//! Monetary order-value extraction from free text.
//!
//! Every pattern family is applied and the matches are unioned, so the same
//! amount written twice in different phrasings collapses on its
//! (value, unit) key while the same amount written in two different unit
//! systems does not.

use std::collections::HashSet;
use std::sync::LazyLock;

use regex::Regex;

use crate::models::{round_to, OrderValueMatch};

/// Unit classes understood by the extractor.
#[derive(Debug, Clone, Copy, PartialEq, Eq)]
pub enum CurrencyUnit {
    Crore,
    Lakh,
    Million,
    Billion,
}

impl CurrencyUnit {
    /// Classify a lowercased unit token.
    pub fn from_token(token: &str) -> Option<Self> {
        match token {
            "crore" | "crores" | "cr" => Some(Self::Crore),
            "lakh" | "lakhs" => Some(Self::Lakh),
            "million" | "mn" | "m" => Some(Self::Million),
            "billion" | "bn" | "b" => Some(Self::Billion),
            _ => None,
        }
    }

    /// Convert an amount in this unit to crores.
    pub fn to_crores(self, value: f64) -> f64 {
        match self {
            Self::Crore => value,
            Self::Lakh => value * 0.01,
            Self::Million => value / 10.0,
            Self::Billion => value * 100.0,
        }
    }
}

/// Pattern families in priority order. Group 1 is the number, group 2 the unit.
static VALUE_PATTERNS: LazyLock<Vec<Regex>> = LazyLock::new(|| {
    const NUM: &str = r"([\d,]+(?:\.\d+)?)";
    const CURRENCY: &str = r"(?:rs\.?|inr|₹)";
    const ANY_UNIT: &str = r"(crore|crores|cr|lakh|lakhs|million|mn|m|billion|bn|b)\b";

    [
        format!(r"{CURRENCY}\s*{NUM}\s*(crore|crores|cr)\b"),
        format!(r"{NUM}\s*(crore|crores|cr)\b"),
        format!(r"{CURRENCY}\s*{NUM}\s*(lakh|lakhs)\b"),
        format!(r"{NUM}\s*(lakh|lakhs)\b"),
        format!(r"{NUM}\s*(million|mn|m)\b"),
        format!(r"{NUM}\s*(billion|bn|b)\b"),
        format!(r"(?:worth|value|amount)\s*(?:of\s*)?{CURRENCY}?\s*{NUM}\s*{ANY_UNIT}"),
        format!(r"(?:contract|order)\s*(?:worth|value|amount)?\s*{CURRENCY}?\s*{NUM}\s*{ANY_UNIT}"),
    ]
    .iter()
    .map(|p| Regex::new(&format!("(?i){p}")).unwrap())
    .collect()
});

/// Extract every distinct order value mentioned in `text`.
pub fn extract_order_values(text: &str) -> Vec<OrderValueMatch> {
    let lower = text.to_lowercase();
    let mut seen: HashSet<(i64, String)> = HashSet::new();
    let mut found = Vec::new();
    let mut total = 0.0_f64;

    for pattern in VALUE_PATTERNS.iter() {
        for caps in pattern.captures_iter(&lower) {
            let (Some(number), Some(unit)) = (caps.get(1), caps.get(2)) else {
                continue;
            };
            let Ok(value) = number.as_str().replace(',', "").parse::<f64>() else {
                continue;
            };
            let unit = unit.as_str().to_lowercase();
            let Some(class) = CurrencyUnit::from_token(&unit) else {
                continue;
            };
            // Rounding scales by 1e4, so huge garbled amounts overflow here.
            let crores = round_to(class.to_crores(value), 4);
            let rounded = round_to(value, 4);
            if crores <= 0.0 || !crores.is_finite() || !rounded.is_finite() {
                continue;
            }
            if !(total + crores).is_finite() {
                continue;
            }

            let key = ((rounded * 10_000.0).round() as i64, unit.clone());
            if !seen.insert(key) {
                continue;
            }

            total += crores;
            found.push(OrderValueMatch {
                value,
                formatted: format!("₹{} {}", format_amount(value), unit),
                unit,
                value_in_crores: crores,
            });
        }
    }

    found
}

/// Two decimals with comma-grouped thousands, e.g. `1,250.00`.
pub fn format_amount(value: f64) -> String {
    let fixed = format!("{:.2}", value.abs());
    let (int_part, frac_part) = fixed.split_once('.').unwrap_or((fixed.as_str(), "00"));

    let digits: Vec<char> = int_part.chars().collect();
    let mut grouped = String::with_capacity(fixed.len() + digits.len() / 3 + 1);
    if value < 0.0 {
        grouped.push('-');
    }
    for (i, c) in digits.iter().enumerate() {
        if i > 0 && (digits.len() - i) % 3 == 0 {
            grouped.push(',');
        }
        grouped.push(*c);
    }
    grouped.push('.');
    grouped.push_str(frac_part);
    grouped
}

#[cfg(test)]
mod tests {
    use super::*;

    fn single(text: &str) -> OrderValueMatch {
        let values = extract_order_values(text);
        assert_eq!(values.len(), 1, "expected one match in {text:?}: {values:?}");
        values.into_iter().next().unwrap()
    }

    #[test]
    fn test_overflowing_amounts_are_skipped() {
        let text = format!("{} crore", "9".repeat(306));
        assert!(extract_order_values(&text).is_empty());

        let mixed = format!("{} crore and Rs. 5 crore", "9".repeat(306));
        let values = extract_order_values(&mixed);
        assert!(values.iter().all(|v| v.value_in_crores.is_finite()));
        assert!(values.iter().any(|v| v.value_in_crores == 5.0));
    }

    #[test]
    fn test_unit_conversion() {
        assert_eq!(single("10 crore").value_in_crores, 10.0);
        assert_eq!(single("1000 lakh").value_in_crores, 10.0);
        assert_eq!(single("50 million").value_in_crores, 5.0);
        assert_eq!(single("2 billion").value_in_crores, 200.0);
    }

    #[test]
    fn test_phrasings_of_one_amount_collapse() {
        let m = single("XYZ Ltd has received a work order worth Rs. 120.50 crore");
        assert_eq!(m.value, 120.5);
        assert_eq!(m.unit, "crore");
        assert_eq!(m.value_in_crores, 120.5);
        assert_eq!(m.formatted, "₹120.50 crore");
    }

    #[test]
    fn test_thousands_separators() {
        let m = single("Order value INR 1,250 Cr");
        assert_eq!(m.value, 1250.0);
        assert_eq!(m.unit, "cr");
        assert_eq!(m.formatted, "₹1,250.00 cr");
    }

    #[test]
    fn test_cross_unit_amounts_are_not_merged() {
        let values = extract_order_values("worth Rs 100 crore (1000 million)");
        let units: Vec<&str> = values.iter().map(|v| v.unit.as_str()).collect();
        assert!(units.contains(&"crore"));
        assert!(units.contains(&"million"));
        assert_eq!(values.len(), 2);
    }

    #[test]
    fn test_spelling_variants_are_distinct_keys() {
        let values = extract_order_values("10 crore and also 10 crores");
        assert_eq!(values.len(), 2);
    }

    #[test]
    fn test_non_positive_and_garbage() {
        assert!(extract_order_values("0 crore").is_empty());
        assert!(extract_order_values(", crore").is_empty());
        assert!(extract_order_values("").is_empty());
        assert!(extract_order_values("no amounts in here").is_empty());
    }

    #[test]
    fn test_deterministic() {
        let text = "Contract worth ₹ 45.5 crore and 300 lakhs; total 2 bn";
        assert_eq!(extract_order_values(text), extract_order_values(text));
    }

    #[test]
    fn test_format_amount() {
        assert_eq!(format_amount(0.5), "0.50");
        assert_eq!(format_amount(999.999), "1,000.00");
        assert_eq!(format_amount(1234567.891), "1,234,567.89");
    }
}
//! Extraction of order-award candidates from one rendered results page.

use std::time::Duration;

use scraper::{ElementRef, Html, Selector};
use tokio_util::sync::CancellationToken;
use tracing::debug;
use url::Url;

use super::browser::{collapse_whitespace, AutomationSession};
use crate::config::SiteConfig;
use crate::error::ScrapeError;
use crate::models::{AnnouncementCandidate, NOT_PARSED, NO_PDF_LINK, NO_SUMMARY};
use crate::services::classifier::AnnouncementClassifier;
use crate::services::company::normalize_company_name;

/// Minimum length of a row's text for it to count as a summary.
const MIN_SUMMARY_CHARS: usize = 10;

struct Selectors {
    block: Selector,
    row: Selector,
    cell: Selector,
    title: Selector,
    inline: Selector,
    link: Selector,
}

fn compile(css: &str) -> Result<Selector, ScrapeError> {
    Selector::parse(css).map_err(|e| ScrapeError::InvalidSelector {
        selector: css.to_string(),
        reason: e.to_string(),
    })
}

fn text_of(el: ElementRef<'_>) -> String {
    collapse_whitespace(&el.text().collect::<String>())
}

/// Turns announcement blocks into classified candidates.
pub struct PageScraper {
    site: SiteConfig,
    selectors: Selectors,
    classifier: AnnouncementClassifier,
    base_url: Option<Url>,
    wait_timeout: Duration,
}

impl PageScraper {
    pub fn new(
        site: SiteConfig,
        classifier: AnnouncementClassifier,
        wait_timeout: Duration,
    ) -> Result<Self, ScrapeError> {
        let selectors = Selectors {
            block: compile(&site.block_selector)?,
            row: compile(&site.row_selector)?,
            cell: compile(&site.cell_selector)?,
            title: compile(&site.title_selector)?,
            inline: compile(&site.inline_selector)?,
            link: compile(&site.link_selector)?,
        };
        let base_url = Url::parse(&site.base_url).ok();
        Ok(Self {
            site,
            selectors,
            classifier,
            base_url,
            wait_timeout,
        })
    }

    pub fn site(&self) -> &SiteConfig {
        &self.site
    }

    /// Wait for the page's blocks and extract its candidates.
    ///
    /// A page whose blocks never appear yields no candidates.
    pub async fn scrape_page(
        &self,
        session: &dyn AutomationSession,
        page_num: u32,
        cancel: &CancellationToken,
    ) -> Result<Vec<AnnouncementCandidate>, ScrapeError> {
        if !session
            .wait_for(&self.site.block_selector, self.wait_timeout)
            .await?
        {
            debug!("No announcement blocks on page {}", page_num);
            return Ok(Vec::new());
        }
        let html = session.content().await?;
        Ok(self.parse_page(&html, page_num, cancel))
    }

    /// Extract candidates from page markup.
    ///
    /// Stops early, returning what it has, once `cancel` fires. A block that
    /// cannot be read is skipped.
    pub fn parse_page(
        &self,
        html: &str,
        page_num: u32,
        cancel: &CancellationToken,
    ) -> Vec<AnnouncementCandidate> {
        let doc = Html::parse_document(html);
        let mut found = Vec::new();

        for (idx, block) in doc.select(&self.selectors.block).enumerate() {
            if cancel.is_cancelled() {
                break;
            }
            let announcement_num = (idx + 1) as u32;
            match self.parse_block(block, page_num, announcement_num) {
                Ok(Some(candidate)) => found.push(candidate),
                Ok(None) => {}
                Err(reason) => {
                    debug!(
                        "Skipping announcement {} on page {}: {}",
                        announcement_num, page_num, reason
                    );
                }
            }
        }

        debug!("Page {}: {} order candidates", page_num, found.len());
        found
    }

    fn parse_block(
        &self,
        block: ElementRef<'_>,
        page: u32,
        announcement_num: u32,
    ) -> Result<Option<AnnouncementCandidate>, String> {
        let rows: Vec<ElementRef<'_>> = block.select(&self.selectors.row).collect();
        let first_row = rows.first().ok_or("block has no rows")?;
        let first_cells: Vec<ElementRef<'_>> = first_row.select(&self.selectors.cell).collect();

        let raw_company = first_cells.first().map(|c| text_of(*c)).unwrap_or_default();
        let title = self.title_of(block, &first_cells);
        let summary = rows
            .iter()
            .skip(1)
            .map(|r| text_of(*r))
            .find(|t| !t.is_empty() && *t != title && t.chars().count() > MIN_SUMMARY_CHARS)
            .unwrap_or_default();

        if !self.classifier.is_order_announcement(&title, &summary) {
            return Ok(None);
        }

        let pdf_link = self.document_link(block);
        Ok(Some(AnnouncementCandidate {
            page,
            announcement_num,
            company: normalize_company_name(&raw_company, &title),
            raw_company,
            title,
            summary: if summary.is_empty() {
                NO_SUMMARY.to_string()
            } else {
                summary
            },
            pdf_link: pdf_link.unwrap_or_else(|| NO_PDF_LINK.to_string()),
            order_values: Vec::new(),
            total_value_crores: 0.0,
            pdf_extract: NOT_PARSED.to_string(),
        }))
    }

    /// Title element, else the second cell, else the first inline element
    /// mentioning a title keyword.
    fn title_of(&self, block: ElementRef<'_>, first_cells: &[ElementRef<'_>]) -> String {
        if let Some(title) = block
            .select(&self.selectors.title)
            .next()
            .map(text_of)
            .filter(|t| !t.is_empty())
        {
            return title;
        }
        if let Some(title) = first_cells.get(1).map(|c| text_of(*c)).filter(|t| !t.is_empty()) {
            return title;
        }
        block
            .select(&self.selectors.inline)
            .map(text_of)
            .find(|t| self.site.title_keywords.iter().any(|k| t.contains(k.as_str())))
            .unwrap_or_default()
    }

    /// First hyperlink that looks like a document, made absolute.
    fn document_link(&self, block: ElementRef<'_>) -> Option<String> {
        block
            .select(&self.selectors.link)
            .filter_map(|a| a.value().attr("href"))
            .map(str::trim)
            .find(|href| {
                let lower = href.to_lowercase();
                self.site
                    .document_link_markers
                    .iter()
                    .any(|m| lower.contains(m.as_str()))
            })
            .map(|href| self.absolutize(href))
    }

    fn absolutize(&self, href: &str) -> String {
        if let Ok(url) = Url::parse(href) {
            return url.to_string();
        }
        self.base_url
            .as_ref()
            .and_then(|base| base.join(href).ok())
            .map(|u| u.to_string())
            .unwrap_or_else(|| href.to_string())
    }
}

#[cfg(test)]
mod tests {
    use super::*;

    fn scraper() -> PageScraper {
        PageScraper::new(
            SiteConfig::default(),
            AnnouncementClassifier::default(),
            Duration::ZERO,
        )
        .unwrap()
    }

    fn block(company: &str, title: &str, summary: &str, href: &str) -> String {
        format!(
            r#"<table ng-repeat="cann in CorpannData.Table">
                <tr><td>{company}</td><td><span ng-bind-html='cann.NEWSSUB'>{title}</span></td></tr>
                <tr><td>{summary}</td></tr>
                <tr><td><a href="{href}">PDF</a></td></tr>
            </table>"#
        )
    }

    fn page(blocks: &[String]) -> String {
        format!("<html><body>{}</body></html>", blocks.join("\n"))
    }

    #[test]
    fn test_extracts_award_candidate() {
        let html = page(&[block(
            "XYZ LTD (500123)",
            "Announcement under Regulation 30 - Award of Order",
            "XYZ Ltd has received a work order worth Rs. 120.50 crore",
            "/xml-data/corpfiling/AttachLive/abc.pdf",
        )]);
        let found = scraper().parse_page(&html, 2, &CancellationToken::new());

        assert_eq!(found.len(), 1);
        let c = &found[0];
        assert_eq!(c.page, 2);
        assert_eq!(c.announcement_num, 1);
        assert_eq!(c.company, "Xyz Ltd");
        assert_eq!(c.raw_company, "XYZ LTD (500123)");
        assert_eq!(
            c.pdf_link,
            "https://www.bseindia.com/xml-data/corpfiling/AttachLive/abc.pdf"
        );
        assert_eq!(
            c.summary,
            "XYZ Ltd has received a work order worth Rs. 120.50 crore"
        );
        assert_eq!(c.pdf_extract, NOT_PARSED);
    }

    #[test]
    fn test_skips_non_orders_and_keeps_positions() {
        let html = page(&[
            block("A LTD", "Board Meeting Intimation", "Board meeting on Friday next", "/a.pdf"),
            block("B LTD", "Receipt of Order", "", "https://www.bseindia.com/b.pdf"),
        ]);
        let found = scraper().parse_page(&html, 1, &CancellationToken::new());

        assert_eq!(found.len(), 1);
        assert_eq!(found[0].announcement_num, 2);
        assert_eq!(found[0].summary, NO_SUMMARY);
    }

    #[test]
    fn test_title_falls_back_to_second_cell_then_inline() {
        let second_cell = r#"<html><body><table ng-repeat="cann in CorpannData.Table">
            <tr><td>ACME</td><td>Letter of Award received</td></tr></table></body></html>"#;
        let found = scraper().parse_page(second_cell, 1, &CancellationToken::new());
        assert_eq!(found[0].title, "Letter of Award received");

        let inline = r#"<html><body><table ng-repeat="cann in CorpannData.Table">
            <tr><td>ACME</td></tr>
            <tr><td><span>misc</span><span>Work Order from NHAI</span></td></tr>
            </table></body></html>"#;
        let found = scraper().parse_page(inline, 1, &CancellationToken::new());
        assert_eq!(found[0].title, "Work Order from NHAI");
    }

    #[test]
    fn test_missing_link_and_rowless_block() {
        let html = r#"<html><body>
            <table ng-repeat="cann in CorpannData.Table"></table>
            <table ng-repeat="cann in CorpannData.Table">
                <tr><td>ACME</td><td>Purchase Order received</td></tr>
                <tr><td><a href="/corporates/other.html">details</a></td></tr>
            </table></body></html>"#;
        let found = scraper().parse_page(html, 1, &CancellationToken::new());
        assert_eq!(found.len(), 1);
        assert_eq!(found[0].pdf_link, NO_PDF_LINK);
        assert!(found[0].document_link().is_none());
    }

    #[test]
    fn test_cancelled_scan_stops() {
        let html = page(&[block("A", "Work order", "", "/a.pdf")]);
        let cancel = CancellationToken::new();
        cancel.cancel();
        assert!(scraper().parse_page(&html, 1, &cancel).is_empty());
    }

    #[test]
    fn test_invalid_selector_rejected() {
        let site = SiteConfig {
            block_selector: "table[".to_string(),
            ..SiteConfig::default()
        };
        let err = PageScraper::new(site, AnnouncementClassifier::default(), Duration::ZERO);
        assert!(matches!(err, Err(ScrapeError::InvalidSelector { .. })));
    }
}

———

▸ TASK DESCRIPTION
Would you copy every line of the entries in which "reason" appears?

▸ OUTPUT FOR THIS TASK
        reason: e.to_string(),
                Err(reason) => {
                        announcement_num, page_num, reason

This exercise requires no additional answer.